Records shown:
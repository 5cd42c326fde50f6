use egui::{Painter, Pos2, Rect, TextureId, Vec2};

mod common;
pub(crate) mod image;
pub mod listener;
pub(crate) mod text;

pub use common::{
    DEFAULT_FONT_SIZE, DEFAULT_IMAGE_POSITION, DEFAULT_TEXT_POSITION, ElementKind, FontFamily,
};
pub use image::{DecodedImage, ImageElement};
pub use listener::{Interaction, Listener, Listeners};
pub use text::TextElement;

use crate::event::EditorEvent;
use crate::id_generator::ElementId;

/// Common trait that all scene elements implement
pub trait Element {
    /// Get the unique identifier for this element
    fn id(&self) -> ElementId;

    fn kind(&self) -> ElementKind;

    /// Position in canvas coordinates, as placed by the tool that created it
    fn position(&self) -> Pos2;

    /// Every element in the scene can be dragged
    fn draggable(&self) -> bool {
        true
    }

    /// Extent of the element's visual
    fn size(&self) -> Vec2;

    fn listeners(&self) -> &Listeners;

    fn listeners_mut(&mut self) -> &mut Listeners;

    /// Draw the element into `rect` (screen space)
    fn draw(&self, painter: &Painter, rect: Rect, texture: Option<TextureId>);

    /// Bounding rectangle when the element's top-left corner sits at `origin`
    fn rect_at(&self, origin: Pos2) -> Rect {
        Rect::from_min_size(origin, self.size())
    }

    fn on(&mut self, interaction: Interaction, listener: Listener) {
        self.listeners_mut().subscribe(interaction, listener);
    }

    /// Run the element's subscriptions for `interaction`
    fn emit(&self, interaction: Interaction, pos: Pos2) -> Vec<EditorEvent> {
        self.listeners().dispatch(interaction, self.id(), pos)
    }
}

/// Enumeration of all element types in the scene
#[derive(Clone, Debug)]
pub enum ElementType {
    Text(TextElement),
    Image(ImageElement),
}

impl ElementType {
    pub fn as_text(&self) -> Option<&TextElement> {
        match self {
            ElementType::Text(t) => Some(t),
            _ => None,
        }
    }

    pub fn as_text_mut(&mut self) -> Option<&mut TextElement> {
        match self {
            ElementType::Text(t) => Some(t),
            _ => None,
        }
    }

    pub fn as_image(&self) -> Option<&ImageElement> {
        match self {
            ElementType::Image(i) => Some(i),
            _ => None,
        }
    }
}

impl Element for ElementType {
    fn id(&self) -> ElementId {
        match self {
            ElementType::Text(t) => t.id(),
            ElementType::Image(i) => i.id(),
        }
    }

    fn kind(&self) -> ElementKind {
        match self {
            ElementType::Text(_) => ElementKind::Text,
            ElementType::Image(_) => ElementKind::Image,
        }
    }

    fn position(&self) -> Pos2 {
        match self {
            ElementType::Text(t) => t.position(),
            ElementType::Image(i) => i.position(),
        }
    }

    fn size(&self) -> Vec2 {
        match self {
            ElementType::Text(t) => t.size(),
            ElementType::Image(i) => i.size(),
        }
    }

    fn listeners(&self) -> &Listeners {
        match self {
            ElementType::Text(t) => t.listeners(),
            ElementType::Image(i) => i.listeners(),
        }
    }

    fn listeners_mut(&mut self) -> &mut Listeners {
        match self {
            ElementType::Text(t) => t.listeners_mut(),
            ElementType::Image(i) => i.listeners_mut(),
        }
    }

    fn draw(&self, painter: &Painter, rect: Rect, texture: Option<TextureId>) {
        match self {
            ElementType::Text(t) => t.draw(painter, rect, texture),
            ElementType::Image(i) => i.draw(painter, rect, texture),
        }
    }
}

/// Factory functions for creating elements
pub mod factory {
    use super::*;
    use crate::id_generator::generate_id;

    /// Create a new text element with a fresh id
    pub fn create_text(
        content: impl Into<String>,
        font_size: u32,
        font_family: FontFamily,
        position: Pos2,
    ) -> ElementType {
        ElementType::Text(TextElement::new(
            generate_id(),
            content,
            font_size,
            font_family,
            position,
        ))
    }

    /// Create a new image element with a fresh id
    pub fn create_image(
        source_url: impl Into<String>,
        decoded: DecodedImage,
        position: Pos2,
    ) -> ElementType {
        ElementType::Image(ImageElement::new(generate_id(), source_url, decoded, position))
    }
}
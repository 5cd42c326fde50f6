use log::info;

use super::{Tool, subscribe_interactions};
use crate::element::{DEFAULT_FONT_SIZE, DEFAULT_TEXT_POSITION, FontFamily, factory};
use crate::id_generator::ElementId;
use crate::state::SceneContext;

#[derive(Debug, Clone, Copy, PartialEq, Eq)]
pub enum TextToolState {
    /// No text on the canvas
    Empty,
    /// Exactly one text element is on the canvas
    Placed(ElementId),
}

/// Owns at most one text element. Toggling while one exists removes it.
#[derive(Debug, Clone)]
pub struct TextTool {
    state: TextToolState,
    /// What the user is typing; only copied into an element when one is created
    pending_text: String,
    font_size: u32,
    font_family: FontFamily,
}

impl Default for TextTool {
    fn default() -> Self {
        Self::new(DEFAULT_FONT_SIZE, FontFamily::default())
    }
}

impl TextTool {
    pub fn new(font_size: u32, font_family: FontFamily) -> Self {
        Self {
            state: TextToolState::Empty,
            pending_text: String::new(),
            font_size,
            font_family,
        }
    }

    pub fn state(&self) -> TextToolState {
        self.state
    }

    pub fn is_placed(&self) -> bool {
        matches!(self.state, TextToolState::Placed(_))
    }

    pub fn element_id(&self) -> Option<ElementId> {
        match self.state {
            TextToolState::Placed(id) => Some(id),
            TextToolState::Empty => None,
        }
    }

    pub fn pending_text(&self) -> &str {
        &self.pending_text
    }

    pub fn set_pending_text(&mut self, text: impl Into<String>) {
        self.pending_text = text.into();
    }

    pub fn font_size(&self) -> u32 {
        self.font_size
    }

    pub fn font_family(&self) -> FontFamily {
        self.font_family
    }

    /// Toggle using the tool's own pending text and font settings
    pub fn toggle(&mut self, ctx: &mut SceneContext<'_>) -> TextToolState {
        let content = std::mem::take(&mut self.pending_text);
        let state = self.toggle_text(ctx, &content, self.font_size, self.font_family);
        if state == TextToolState::Empty {
            // nothing was created, so the typed text stays in the input
            self.pending_text = content;
        }
        state
    }

    /// Creates the text element if there is none, otherwise removes the existing one.
    /// When removing, `content`, `font_size` and `font_family` are ignored.
    pub fn toggle_text(
        &mut self,
        ctx: &mut SceneContext<'_>,
        content: &str,
        font_size: u32,
        font_family: FontFamily,
    ) -> TextToolState {
        match self.state {
            TextToolState::Placed(id) => {
                ctx.destroy(id);
                ctx.surface.commit();
                info!("Removed text {}", id);
                self.state = TextToolState::Empty;
            }
            TextToolState::Empty => {
                let mut element =
                    factory::create_text(content, font_size, font_family, DEFAULT_TEXT_POSITION);
                subscribe_interactions(&mut element);
                let id = ctx.place(element);
                ctx.surface.commit();
                info!("Added text {} ({:?}, {}px {})", id, content, font_size, font_family);
                self.pending_text.clear();
                self.state = TextToolState::Placed(id);
            }
        }
        self.state
    }

    /// Forgets the placed element without touching the surface.
    /// Used when the whole surface is released at once.
    pub fn reset(&mut self) {
        self.state = TextToolState::Empty;
        self.pending_text.clear();
    }

    /// Sets the family for the next text and restyles the placed one, if any
    pub fn set_font_family(&mut self, ctx: &mut SceneContext<'_>, family: FontFamily) {
        self.font_family = family;

        let Some(id) = self.element_id() else {
            return;
        };
        if let Some(text) = ctx.surface.element_mut(id).and_then(|e| e.as_text_mut()) {
            text.set_font_family(family);
            ctx.surface.commit();
        }
    }
}

impl Tool for TextTool {
    fn name(&self) -> &'static str {
        "Text"
    }

    fn owned_elements(&self) -> Vec<ElementId> {
        self.element_id().into_iter().collect()
    }
}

Instructions for the task: Each record must be returned in full and exactly.

Answer below:
repository 5cd42c326fde50f6
use egui::{Painter, Pos2, Rect, TextureId, Vec2};

mod common;
pub(crate) mod image;
pub mod listener;
pub(crate) mod text;

pub use common::{
    DEFAULT_FONT_SIZE, DEFAULT_IMAGE_POSITION, DEFAULT_TEXT_POSITION, ElementKind, FontFamily,
};
pub use image::{DecodedImage, ImageElement};
pub use listener::{Interaction, Listener, Listeners};
pub use text::TextElement;

use crate::event::EditorEvent;
use crate::id_generator::ElementId;

/// Common trait that all scene elements implement
pub trait Element {
    /// Get the unique identifier for this element
    fn id(&self) -> ElementId;

    fn kind(&self) -> ElementKind;

    /// Position in canvas coordinates, as placed by the tool that created it
    fn position(&self) -> Pos2;

    /// Every element in the scene can be dragged
    fn draggable(&self) -> bool {
        true
    }

    /// Extent of the element's visual
    fn size(&self) -> Vec2;

    fn listeners(&self) -> &Listeners;

    fn listeners_mut(&mut self) -> &mut Listeners;

    /// Draw the element into `rect` (screen space)
    fn draw(&self, painter: &Painter, rect: Rect, texture: Option<TextureId>);

    /// Bounding rectangle when the element's top-left corner sits at `origin`
    fn rect_at(&self, origin: Pos2) -> Rect {
        Rect::from_min_size(origin, self.size())
    }

    fn on(&mut self, interaction: Interaction, listener: Listener) {
        self.listeners_mut().subscribe(interaction, listener);
    }

    /// Run the element's subscriptions for `interaction`
    fn emit(&self, interaction: Interaction, pos: Pos2) -> Vec<EditorEvent> {
        self.listeners().dispatch(interaction, self.id(), pos)
    }
}

/// Enumeration of all element types in the scene
#[derive(Clone, Debug)]
pub enum ElementType {
    Text(TextElement),
    Image(ImageElement),
}

impl ElementType {
    pub fn as_text(&self) -> Option<&TextElement> {
        match self {
            ElementType::Text(t) => Some(t),
            _ => None,
        }
    }

    pub fn as_text_mut(&mut self) -> Option<&mut TextElement> {
        match self {
            ElementType::Text(t) => Some(t),
            _ => None,
        }
    }

    pub fn as_image(&self) -> Option<&ImageElement> {
        match self {
            ElementType::Image(i) => Some(i),
            _ => None,
        }
    }
}

impl Element for ElementType {
    fn id(&self) -> ElementId {
        match self {
            ElementType::Text(t) => t.id(),
            ElementType::Image(i) => i.id(),
        }
    }

    fn kind(&self) -> ElementKind {
        match self {
            ElementType::Text(_) => ElementKind::Text,
            ElementType::Image(_) => ElementKind::Image,
        }
    }

    fn position(&self) -> Pos2 {
        match self {
            ElementType::Text(t) => t.position(),
            ElementType::Image(i) => i.position(),
        }
    }

    fn size(&self) -> Vec2 {
        match self {
            ElementType::Text(t) => t.size(),
            ElementType::Image(i) => i.size(),
        }
    }

    fn listeners(&self) -> &Listeners {
        match self {
            ElementType::Text(t) => t.listeners(),
            ElementType::Image(i) => i.listeners(),
        }
    }

    fn listeners_mut(&mut self) -> &mut Listeners {
        match self {
            ElementType::Text(t) => t.listeners_mut(),
            ElementType::Image(i) => i.listeners_mut(),
        }
    }

    fn draw(&self, painter: &Painter, rect: Rect, texture: Option<TextureId>) {
        match self {
            ElementType::Text(t) => t.draw(painter, rect, texture),
            ElementType::Image(i) => i.draw(painter, rect, texture),
        }
    }
}

/// Factory functions for creating elements
pub mod factory {
    use super::*;
    use crate::id_generator::generate_id;

    /// Create a new text element with a fresh id
    pub fn create_text(
        content: impl Into<String>,
        font_size: u32,
        font_family: FontFamily,
        position: Pos2,
    ) -> ElementType {
        ElementType::Text(TextElement::new(
            generate_id(),
            content,
            font_size,
            font_family,
            position,
        ))
    }

    /// Create a new image element with a fresh id
    pub fn create_image(
        source_url: impl Into<String>,
        decoded: DecodedImage,
        position: Pos2,
    ) -> ElementType {
        ElementType::Image(ImageElement::new(generate_id(), source_url, decoded, position))
    }
}
repository 5cd42c326fde50f6
use log::info;

use super::{Tool, subscribe_interactions};
use crate::element::{DEFAULT_FONT_SIZE, DEFAULT_TEXT_POSITION, FontFamily, factory};
use crate::id_generator::ElementId;
use crate::state::SceneContext;

#[derive(Debug, Clone, Copy, PartialEq, Eq)]
pub enum TextToolState {
    /// No text on the canvas
    Empty,
    /// Exactly one text element is on the canvas
    Placed(ElementId),
}

/// Owns at most one text element. Toggling while one exists removes it.
#[derive(Debug, Clone)]
pub struct TextTool {
    state: TextToolState,
    /// What the user is typing; only copied into an element when one is created
    pending_text: String,
    font_size: u32,
    font_family: FontFamily,
}

impl Default for TextTool {
    fn default() -> Self {
        Self::new(DEFAULT_FONT_SIZE, FontFamily::default())
    }
}

impl TextTool {
    pub fn new(font_size: u32, font_family: FontFamily) -> Self {
        Self {
            state: TextToolState::Empty,
            pending_text: String::new(),
            font_size,
            font_family,
        }
    }

    pub fn state(&self) -> TextToolState {
        self.state
    }

    pub fn is_placed(&self) -> bool {
        matches!(self.state, TextToolState::Placed(_))
    }

    pub fn element_id(&self) -> Option<ElementId> {
        match self.state {
            TextToolState::Placed(id) => Some(id),
            TextToolState::Empty => None,
        }
    }

    pub fn pending_text(&self) -> &str {
        &self.pending_text
    }

    pub fn set_pending_text(&mut self, text: impl Into<String>) {
        self.pending_text = text.into();
    }

    pub fn font_size(&self) -> u32 {
        self.font_size
    }

    pub fn font_family(&self) -> FontFamily {
        self.font_family
    }

    /// Toggle using the tool's own pending text and font settings
    pub fn toggle(&mut self, ctx: &mut SceneContext<'_>) -> TextToolState {
        let content = std::mem::take(&mut self.pending_text);
        let state = self.toggle_text(ctx, &content, self.font_size, self.font_family);
        if state == TextToolState::Empty {
            // nothing was created, so the typed text stays in the input
            self.pending_text = content;
        }
        state
    }

    /// Creates the text element if there is none, otherwise removes the existing one.
    /// When removing, `content`, `font_size` and `font_family` are ignored.
    pub fn toggle_text(
        &mut self,
        ctx: &mut SceneContext<'_>,
        content: &str,
        font_size: u32,
        font_family: FontFamily,
    ) -> TextToolState {
        match self.state {
            TextToolState::Placed(id) => {
                ctx.destroy(id);
                ctx.surface.commit();
                info!("Removed text {}", id);
                self.state = TextToolState::Empty;
            }
            TextToolState::Empty => {
                let mut element =
                    factory::create_text(content, font_size, font_family, DEFAULT_TEXT_POSITION);
                subscribe_interactions(&mut element);
                let id = ctx.place(element);
                ctx.surface.commit();
                info!("Added text {} ({:?}, {}px {})", id, content, font_size, font_family);
                self.pending_text.clear();
                self.state = TextToolState::Placed(id);
            }
        }
        self.state
    }

    /// Forgets the placed element without touching the surface.
    /// Used when the whole surface is released at once.
    pub fn reset(&mut self) {
        self.state = TextToolState::Empty;
        self.pending_text.clear();
    }

    /// Sets the family for the next text and restyles the placed one, if any
    pub fn set_font_family(&mut self, ctx: &mut SceneContext<'_>, family: FontFamily) {
        self.font_family = family;

        let Some(id) = self.element_id() else {
            return;
        };
        if let Some(text) = ctx.surface.element_mut(id).and_then(|e| e.as_text_mut()) {
            text.set_font_family(family);
            ctx.surface.commit();
        }
    }
}

impl Tool for TextTool {
    fn name(&self) -> &'static str {
        "Text"
    }

    fn owned_elements(&self) -> Vec<ElementId> {
        self.element_id().into_iter().collect()
    }
}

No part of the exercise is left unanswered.